President’s early agenda more liberal than expected
When U.S. President Joe Biden became the Democratic nominee for the 2020 election, the party was conveying a message that they were aiming for a return to politics as normal.
The former vice president represented an old guard of moderate Democrats who championed bipartisanship and free-market capitalism. The party believed that after four tumultuous years of former U.S. President Donald Trump, a familiar face was exactly what the country was looking for, and the results of the 2020 election proved them right.
Despite this promise for a return to normalcy in Washington during his campaign, President Biden’s first two and a half months as president have been far less moderate than his political career would have led voters to expect. President Biden entered his first term as president just as he entered his first term as vice president: in the middle of an economic recession.
To address the recession of 2009, former U.S. President Barack Obama and former Vice President Biden shepherded the American Recovery and Reinvestment Act through Congress. It was a piece of fiscal legislation that injected roughly $800 billion in stimulus into the American economy.
The bill was effective and ultimately led to long periods of economic growth during the latter years of the Obama administration. However, today many economists argue that the stimulus package of 2009 was too small, and because of this, the recovery lagged—leaving people without jobs and without income for longer than needed.
One reason as to why the stimulus package of 2009 was smaller than needed was a valiant effort on behalf of establishment Democrats and Obama to reach across the aisle and gain bipartisan support for the bill. Yet, despite dwindling down the provisions within the bill to appease Republicans, the ultimate version signed into law received next to no Republican support.
Having this experience leading economic recoveries, and understanding the politics behind passing large stimulus bills, President Biden made his first major legislative goal to pass his American Rescue Plan. The bill was a $1.9 trillion stimulus package that aimed to catalyze a return to normal life and a normal economy for the American people. When the bill was still in Congress, President Biden espoused his plan to negotiate with Republicans on provisions and gain their support in the process.
I believe that President Biden—having experienced the damage such negotiations can do to a bill—was playing this bipartisanship for public spectacle. Instead, the bill passed in the Senate with zero Republican votes, and most of the negotiations were done with moderate Democrats such as Sen. Joe Manchin of West Virginia. This led to the bill being signed into law while remaining largely unchanged from when it was first proposed.
This quasi-bipartisan politics is a product of Trumpism and the Tea Party years before, and I believe President Biden understood that. I also believe that the president understands that the U.S. needs a shift towards Keynesian economics and a stark shift away from trickle-down economics.

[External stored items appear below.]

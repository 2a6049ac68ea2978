//! Probabilistic primality testing.

use num_bigint::{BigUint, RandBigInt};
use num_integer::Integer;
use num_traits::{One, ToPrimitive};
use rand_core::CryptoRngCore;

use crate::math::pow_mod;

/// Everything at or below this value is reported as composite.
pub const PRIMALITY_FLOOR: u32 = 12;

/// Reports whether `candidate` passes `iterations` rounds of the
/// Miller-Rabin test with witnesses drawn uniformly from
/// `[2, candidate - 2]`.
///
/// Values at or below [`PRIMALITY_FLOOR`] are rejected outright, primes among
/// them included. For larger values a prime always passes, and a composite
/// passes with probability at most ¼ⁱᵗᵉʳᵃᵗⁱᵒⁿˢ.
///
/// This is not suitable for judging numbers that an adversary may have
/// crafted to fool the test.
pub fn is_probable_prime<R: CryptoRngCore + ?Sized>(
    rng: &mut R,
    candidate: &BigUint,
    iterations: usize,
) -> bool {
    if candidate.to_u32().map_or(false, |v| v <= PRIMALITY_FLOOR) {
        return false;
    }

    let one = BigUint::one();
    let two = BigUint::from(2u32);
    let nm1 = candidate - &one;

    // nm1 = 2^s * r with r odd
    let mut r = nm1.clone();
    let mut s = 0usize;
    while r.is_even() {
        r >>= 1;
        s += 1;
    }

    'next: for _ in 0..iterations {
        // upper bound is exclusive
        let a = rng.gen_biguint_range(&two, &nm1);

        let mut y = pow_mod(&a, &r, candidate);
        if y == one || y == nm1 {
            continue;
        }

        for _ in 1..s {
            y = pow_mod(&y, &two, candidate);
            if y == nm1 {
                continue 'next;
            }
            if y == one {
                return false;
            }
        }

        return false;
    }

    true
}
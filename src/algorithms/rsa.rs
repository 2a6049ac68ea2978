//! Generic RSA implementation

use num_bigint::BigUint;
use num_traits::Zero;
use subtle::ConstantTimeEq;

use crate::algorithms::pad::uint_to_be_pad;
use crate::errors::{Error, Result};
use crate::math::pow_mod;
use crate::traits::{PrivateKeyParts, PublicKeyParts};

/// ⚠️ Raw RSA encryption of m with the public key. No padding is performed.
///
/// # ☢️️ WARNING: HAZARDOUS API ☢️
///
/// Use this function with great care! Raw RSA should never be used without an appropriate padding
/// or signature scheme. See the [module-level documentation][crate::hazmat] for more information.
#[inline]
pub fn rsa_encrypt<K: PublicKeyParts>(key: &K, m: &BigUint) -> Result<BigUint> {
    if key.n().is_zero() {
        return Err(Error::ModulusTooSmall);
    }
    if m >= key.n() {
        return Err(Error::MessageTooLong);
    }

    Ok(pow_mod(m, key.e(), key.n()))
}

/// ⚠️ Performs raw RSA decryption with no padding or error checking.
///
/// # ☢️️ WARNING: HAZARDOUS API ☢️
///
/// Use this function with great care! Raw RSA should never be used without an appropriate padding
/// or signature scheme. See the [module-level documentation][crate::hazmat] for more information.
#[inline]
pub fn rsa_decrypt<K: PrivateKeyParts>(key: &K, c: &BigUint) -> Result<BigUint> {
    if key.n().is_zero() || c >= key.n() {
        return Err(Error::Decryption);
    }

    Ok(pow_mod(c, key.d(), key.n()))
}

/// Signs an integer message: `message^d mod n`.
///
/// A message not smaller than `n` is reduced like any other base, so its
/// signature will not verify against the unreduced value. Fails only for a
/// zero modulus.
pub fn sign(message: &BigUint, d: &BigUint, n: &BigUint) -> Result<BigUint> {
    if n.is_zero() {
        return Err(Error::ModulusTooSmall);
    }

    Ok(pow_mod(message, d, n))
}

/// Accepts iff `signature^e mod n == message`.
///
/// A `false` result is an ordinary outcome; callers decide what to refuse.
pub fn verify(message: &BigUint, signature: &BigUint, e: &BigUint, n: &BigUint) -> bool {
    if n.is_zero() {
        return false;
    }

    let size = (n.bits() + 7) / 8;
    let recovered = pow_mod(signature, e, n);

    match (uint_to_be_pad(message, size), uint_to_be_pad(&recovered, size)) {
        (Ok(expected), Ok(actual)) => expected[..].ct_eq(&actual[..]).into(),
        _ => false,
    }
}
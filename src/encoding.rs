//! Text records for keys.
//!
//! A public record is four newline-terminated lines: modulus, public
//! exponent and signature in lowercase hex, then the identity verbatim. A
//! private record is two lines: modulus and private exponent in lowercase
//! hex.

use alloc::string::String;
use core::fmt;
use core::str::{FromStr, Lines};
use num_bigint::BigUint;

use crate::errors::{Error, Result};
use crate::key::{PublicKeyRecord, RsaPrivateKey, RsaPublicKey};
use crate::traits::{ModulusParts, PrivateKeyParts, PublicKeyParts};

/// Parses one hex field, rejecting anything but ASCII hex digits.
pub(crate) fn parse_hex(field: &str, name: &str) -> Result<BigUint> {
    let field = field.trim();
    if field.is_empty() {
        return Err(Error::parse(format!("{} is empty", name)));
    }
    if !field.bytes().all(|b| b.is_ascii_hexdigit()) {
        return Err(Error::parse(format!("{} is not hexadecimal", name)));
    }

    BigUint::parse_bytes(field.as_bytes(), 16)
        .ok_or_else(|| Error::parse(format!("{} is not hexadecimal", name)))
}

fn next_field<'a>(lines: &mut Lines<'a>, name: &str) -> Result<&'a str> {
    lines
        .next()
        .ok_or_else(|| Error::parse(format!("missing {}", name)))
}

/// Only blank lines may follow the last field.
fn expect_end(lines: &mut Lines<'_>) -> Result<()> {
    if lines.any(|line| !line.trim().is_empty()) {
        return Err(Error::parse("unexpected data after the last field"));
    }
    Ok(())
}

impl fmt::Display for PublicKeyRecord {
    fn fmt(&self, f: &mut fmt::Formatter<'_>) -> fmt::Result {
        writeln!(f, "{:x}", self.n())?;
        writeln!(f, "{:x}", self.e())?;
        writeln!(f, "{:x}", self.signature())?;
        writeln!(f, "{}", self.identity())
    }
}

impl FromStr for PublicKeyRecord {
    type Err = Error;

    fn from_str(s: &str) -> Result<Self> {
        let mut lines = s.lines();

        let n = parse_hex(next_field(&mut lines, "modulus")?, "modulus")?;
        let e = parse_hex(next_field(&mut lines, "public exponent")?, "public exponent")?;
        let signature = parse_hex(next_field(&mut lines, "signature")?, "signature")?;
        let identity = next_field(&mut lines, "identity")?;
        if identity.is_empty() {
            return Err(Error::parse("identity is empty"));
        }
        expect_end(&mut lines)?;

        Ok(PublicKeyRecord::new(
            RsaPublicKey::new(n, e),
            signature,
            String::from(identity),
        ))
    }
}

impl fmt::Display for RsaPrivateKey {
    fn fmt(&self, f: &mut fmt::Formatter<'_>) -> fmt::Result {
        writeln!(f, "{:x}", self.n())?;
        writeln!(f, "{:x}", self.d())
    }
}

impl FromStr for RsaPrivateKey {
    type Err = Error;

    fn from_str(s: &str) -> Result<Self> {
        let mut lines = s.lines();

        let n = parse_hex(next_field(&mut lines, "modulus")?, "modulus")?;
        let d = parse_hex(
            next_field(&mut lines, "private exponent")?,
            "private exponent",
        )?;
        expect_end(&mut lines)?;

        Ok(RsaPrivateKey::new(n, d))
    }
}

#[cfg(feature = "std")]
mod io {
    use super::*;
    use std::io::{Read, Write};

    fn read_record<R: Read>(mut reader: R) -> Result<String> {
        let mut text = String::new();
        reader.read_to_string(&mut text).map_err(|err| {
            if err.kind() == std::io::ErrorKind::InvalidData {
                Error::parse("key record is not valid UTF-8")
            } else {
                Error::Io(err)
            }
        })?;
        Ok(text)
    }

    /// Writes the four-line public record.
    pub fn write_public_key<W: Write>(record: &PublicKeyRecord, mut writer: W) -> Result<()> {
        write!(writer, "{}", record)?;
        writer.flush()?;
        Ok(())
    }

    /// Writes the two-line private record.
    pub fn write_private_key<W: Write>(key: &RsaPrivateKey, mut writer: W) -> Result<()> {
        write!(writer, "{}", key)?;
        writer.flush()?;
        Ok(())
    }

    /// Reads a public record written by [`write_public_key`].
    pub fn load_public_key<R: Read>(reader: R) -> Result<PublicKeyRecord> {
        read_record(reader)?.parse()
    }

    /// Reads a private record written by [`write_private_key`].
    pub fn load_private_key<R: Read>(reader: R) -> Result<RsaPrivateKey> {
        read_record(reader)?.parse()
    }
}

#[cfg(feature = "std")]
pub use io::{load_private_key, load_public_key, write_private_key, write_public_key};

This is precisely what the American Rescue Plan is: a Keynesian injection of stimulus into the economy, and an investment in the lower and middle classes of America. By aiming to curb unemployment and child poverty and directly putting money into the pockets of the spending class of Americans, the American Rescue Plan is a landmark piece of liberal economic legislation.
The president, having signed the American Rescue Plan, is now focused on passing The American Jobs Plan. This proposal requests $2 trillion in government spending over a period of eight years to revamp the nation’s infrastructure. Clearly, President Biden is quickly becoming one of the most economically liberal presidents in modern history. Just in his first two and a half months, he has called for nearly $4 trillion in government funding, most of which is focused on enabling the lower class and middle class to gain employment, spend their money and obtain better government services.
This type of economic policy is diametrically opposed to the Tax Cuts and Jobs Act passed by Republicans in the early years of the Trump presidency. Furthermore, President Biden plans on reversing some of these Trump-era economic deregulations to fund his own domestic agenda. For example, he has proposed raising the corporate tax rate, along with stopping companies such as Amazon or Apple from moving profits offshores to help fund his American Jobs Plan.
When elected, analysts predicted that President Biden would be a moderate Democrat who merely oversaw a return to a “normal” Washington, yet President Biden doesn’t seem to plan on being a stop-gap president. So far, he has instituted one of the most liberal economic agendas in recent American history and has seemingly shifted from his moderate days as a senator. By no means is President Biden as liberal as Sens. Bernie Sanders or Elizabeth Warren, but I believe the early days of his presidency have shown the American people that an old politician can adopt modern policies.